Souveränität – ein umkämpfter Begriff

Rezension zu Hent Kalmos und Quentin Skinners „Sovereignty in Fragments. The Past, Present and Future of a Contested Concept“, Cambridge University Press, 2010.

Der Begriff der Souveränität ist im Zuge der weltgesellschaftlichen Konstellation grundsätzlich in Frage gestellt: Ist der Begriff der Souveränität weiterhin geeignet, die politischen und rechtlichen Entwicklungen einzuordnen, zu beschreiben und verstehbar zu machen? Der von Hent Kalmo und Quentin Skinner herausgegebene Sammelband „Sovereignty in Fragments“ greift diese Debatte auf.

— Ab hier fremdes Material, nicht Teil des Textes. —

//! Weighted strategy selection
//!
//! The selector keeps one weight per strategy (starting at 1.0) for its whole
//! lifetime. Selection ranks strategies by `score × weight`; ties go to the
//! earlier strategy in catalog order. Weights change only via
//! [`StrategySelector::adapt_weights`].

use parking_lot::RwLock;
use serde::{Deserialize, Serialize};
use std::collections::{BTreeMap, HashMap};

use sales_agent_config::constants::strategy;
use sales_agent_core::ConversationContext;

use super::{scoring, StrategyDecision, StrategyKind};

/// One entry of a multi-strategy comparison
#[derive(Debug, Clone, PartialEq, Serialize, Deserialize)]
pub struct RankedStrategy {
    pub strategy: StrategyKind,
    pub score: f32,
    pub weight: f32,
    pub weighted_score: f32,
    pub decision: StrategyDecision,
}

#[derive(Debug)]
pub struct StrategySelector {
    weights: RwLock<HashMap<StrategyKind, f32>>,
}

impl Default for StrategySelector {
    fn default() -> Self {
        Self::new()
    }
}

impl StrategySelector {
    pub fn new() -> Self {
        Self {
            weights: RwLock::new(StrategyKind::ALL.into_iter().map(|k| (k, 1.0)).collect()),
        }
    }

    pub fn weight(&self, kind: StrategyKind) -> f32 {
        self.weights.read().get(&kind).copied().unwrap_or(1.0)
    }

    /// Snapshot of every weight, ordered by catalog position
    pub fn weights(&self) -> BTreeMap<StrategyKind, f32> {
        let weights = self.weights.read();
        StrategyKind::ALL
            .into_iter()
            .map(|k| (k, weights.get(&k).copied().unwrap_or(1.0)))
            .collect()
    }

    /// Every strategy, best weighted score first
    fn ranked(&self, ctx: &ConversationContext) -> Vec<(StrategyKind, f32, f32)> {
        let weights = self.weights.read();
        let mut ranked: Vec<(StrategyKind, f32, f32)> = StrategyKind::ALL
            .into_iter()
            .map(|kind| {
                let weight = weights.get(&kind).copied().unwrap_or(1.0);
                (kind, kind.score(ctx), weight)
            })
            .collect();
        drop(weights);

        // Stable sort keeps catalog order among equal weighted scores
        ranked.sort_by(|a, b| (b.1 * b.2).total_cmp(&(a.1 * a.2)));
        ranked
    }

    /// Arg-max strategy by weighted score, executed
    pub fn select_optimal(&self, ctx: &ConversationContext) -> StrategyDecision {
        let (kind, score, weight) = self
            .ranked(ctx)
            .into_iter()
            .next()
            .unwrap_or((StrategyKind::Adaptive, 0.0, 1.0));
        tracing::debug!(
            strategy = %kind,
            score,
            weight,
            signals = ?scoring::table(kind).explain(ctx),
            "Selected strategy"
        );
        kind.execute(ctx)
    }

    /// Top `top_n` strategies by weighted score, each executed
    pub fn multi_recommendation(&self, ctx: &ConversationContext, top_n: usize) -> Vec<RankedStrategy> {
        self.ranked(ctx)
            .into_iter()
            .take(top_n)
            .map(|(kind, score, weight)| RankedStrategy {
                strategy: kind,
                score,
                weight,
                weighted_score: score * weight,
                decision: kind.execute(ctx),
            })
            .collect()
    }

    /// Reward strategies that performed well, penalise those that did not
    ///
    /// Performance above 0.7 multiplies the weight by 1.1, below 0.3 by 0.9;
    /// every weight stays within [0.5, 2.0].
    pub fn adapt_weights(&self, performance: &HashMap<StrategyKind, f32>) {
        let mut weights = self.weights.write();
        for (kind, observed) in performance {
            let factor = if *observed > strategy::HIGH_PERFORMANCE {
                strategy::REWARD_FACTOR
            } else if *observed < strategy::LOW_PERFORMANCE {
                strategy::PENALTY_FACTOR
            } else {
                1.0
            };
            let weight = weights.entry(*kind).or_insert(1.0);
            let adapted = (*weight * factor).clamp(strategy::MIN_WEIGHT, strategy::MAX_WEIGHT);
            if (adapted - *weight).abs() > f32::EPSILON {
                tracing::info!(strategy = %kind, from = *weight, to = adapted, "Strategy weight adapted");
            }
            *weight = adapted;
        }
    }
}

#[cfg(test)]
mod tests {
    use super::*;
    use sales_agent_core::DecisionTimeline;

    fn perf(kind: StrategyKind, value: f32) -> HashMap<StrategyKind, f32> {
        HashMap::from([(kind, value)])
    }

    #[test]
    fn test_weights_start_at_one() {
        let selector = StrategySelector::new();
        assert!(selector.weights().values().all(|w| *w == 1.0));
        assert_eq!(selector.weights().len(), 7);
    }

    #[test]
    fn test_reward_and_penalty() {
        let selector = StrategySelector::new();

        selector.adapt_weights(&perf(StrategyKind::Aggressive, 0.85));
        assert!((selector.weight(StrategyKind::Aggressive) - 1.1).abs() < 1e-6);

        selector.adapt_weights(&perf(StrategyKind::Conservative, 0.2));
        assert!((selector.weight(StrategyKind::Conservative) - 0.9).abs() < 1e-6);

        selector.adapt_weights(&perf(StrategyKind::Adaptive, 0.5));
        assert_eq!(selector.weight(StrategyKind::Adaptive), 1.0);
    }

    #[test]
    fn test_weights_are_clamped() {
        let selector = StrategySelector::new();
        for _ in 0..50 {
            let old = selector.weight(StrategyKind::Aggressive);
            selector.adapt_weights(&perf(StrategyKind::Aggressive, 0.95));
            let expected = (old * 1.1).min(2.0);
            assert!((selector.weight(StrategyKind::Aggressive) - expected).abs() < 1e-5);
        }
        assert_eq!(selector.weight(StrategyKind::Aggressive), 2.0);

        for _ in 0..50 {
            let old = selector.weight(StrategyKind::Conservative);
            selector.adapt_weights(&perf(StrategyKind::Conservative, 0.0));
            let expected = (old * 0.9).max(0.5);
            assert!((selector.weight(StrategyKind::Conservative) - expected).abs() < 1e-5);
        }
        assert_eq!(selector.weight(StrategyKind::Conservative), 0.5);
    }

    #[test]
    fn test_ties_follow_catalog_order() {
        let selector = StrategySelector::new();
        // Two strategies scoring equally keep catalog order
        let ranked = selector.multi_recommendation(&ConversationContext::default(), 7);
        for pair in ranked.windows(2) {
            assert!(pair[0].weighted_score >= pair[1].weighted_score);
            if pair[0].weighted_score == pair[1].weighted_score {
                assert!(pair[0].strategy < pair[1].strategy);
            }
        }
    }

    #[test]
    fn test_hot_lead_selects_aggressive() {
        let selector = StrategySelector::new();
        let ctx = ConversationContext {
            message_count: 14,
            engagement_score: 0.9,
            customer_sentiment: 0.6,
            decision_timeline: DecisionTimeline::Immediate,
            conversion_probability: 0.85,
            ..ConversationContext::default()
        };
        let decision = selector.select_optimal(&ctx);
        assert_eq!(decision.strategy, StrategyKind::Aggressive);
        assert_eq!(decision.recommended_action, "attempt_close");
    }

    #[test]
    fn test_weight_shifts_selection() {
        let selector = StrategySelector::new();
        let ctx = ConversationContext {
            customer_sentiment: -0.6,
            ..ConversationContext::default()
        };
        // Empathetic 0.6 beats conservative 0.5 at equal weights
        assert_eq!(selector.select_optimal(&ctx).strategy, StrategyKind::Empathetic);

        for _ in 0..10 {
            selector.adapt_weights(&HashMap::from([
                (StrategyKind::Conservative, 0.9),
                (StrategyKind::Empathetic, 0.1),
            ]));
        }
        assert_eq!(selector.select_optimal(&ctx).strategy, StrategyKind::Conservative);
    }

    #[test]
    fn test_multi_recommendation_top_n() {
        let selector = StrategySelector::new();
        let ranked = selector.multi_recommendation(&ConversationContext::default(), 3);
        assert_eq!(ranked.len(), 3);
        assert!(ranked.iter().all(|r| r.decision.strategy == r.strategy));
    }
}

In einer vorzüglichen Einleitung plädieren Kalmo und Skinner für einen interdisziplinären Dialog beim Nachdenken über Souveränität: da der Souveränitätsbegriff heute in so unterschiedlichen Bezügen verwendet werde, ließe sich nur durch einen solchen Dialog verhindern, dass man zentrale Bedeutungsdimensionen des Begriffs ausblendet und so ein unbrauchbares heuristisches Konzept erschafft – mit weitreichenden normativen Implikationen. Für die Politische Theorie bedeutet das, dass die rechts- und sozialwissenschaftlichen Diskurse das „Material“ für die Reflexion liefern; gleichzeitig heißt das aber, dass man auch bereit sein muss, sich von diesem „Material“ irritieren zu lassen. (mehr …)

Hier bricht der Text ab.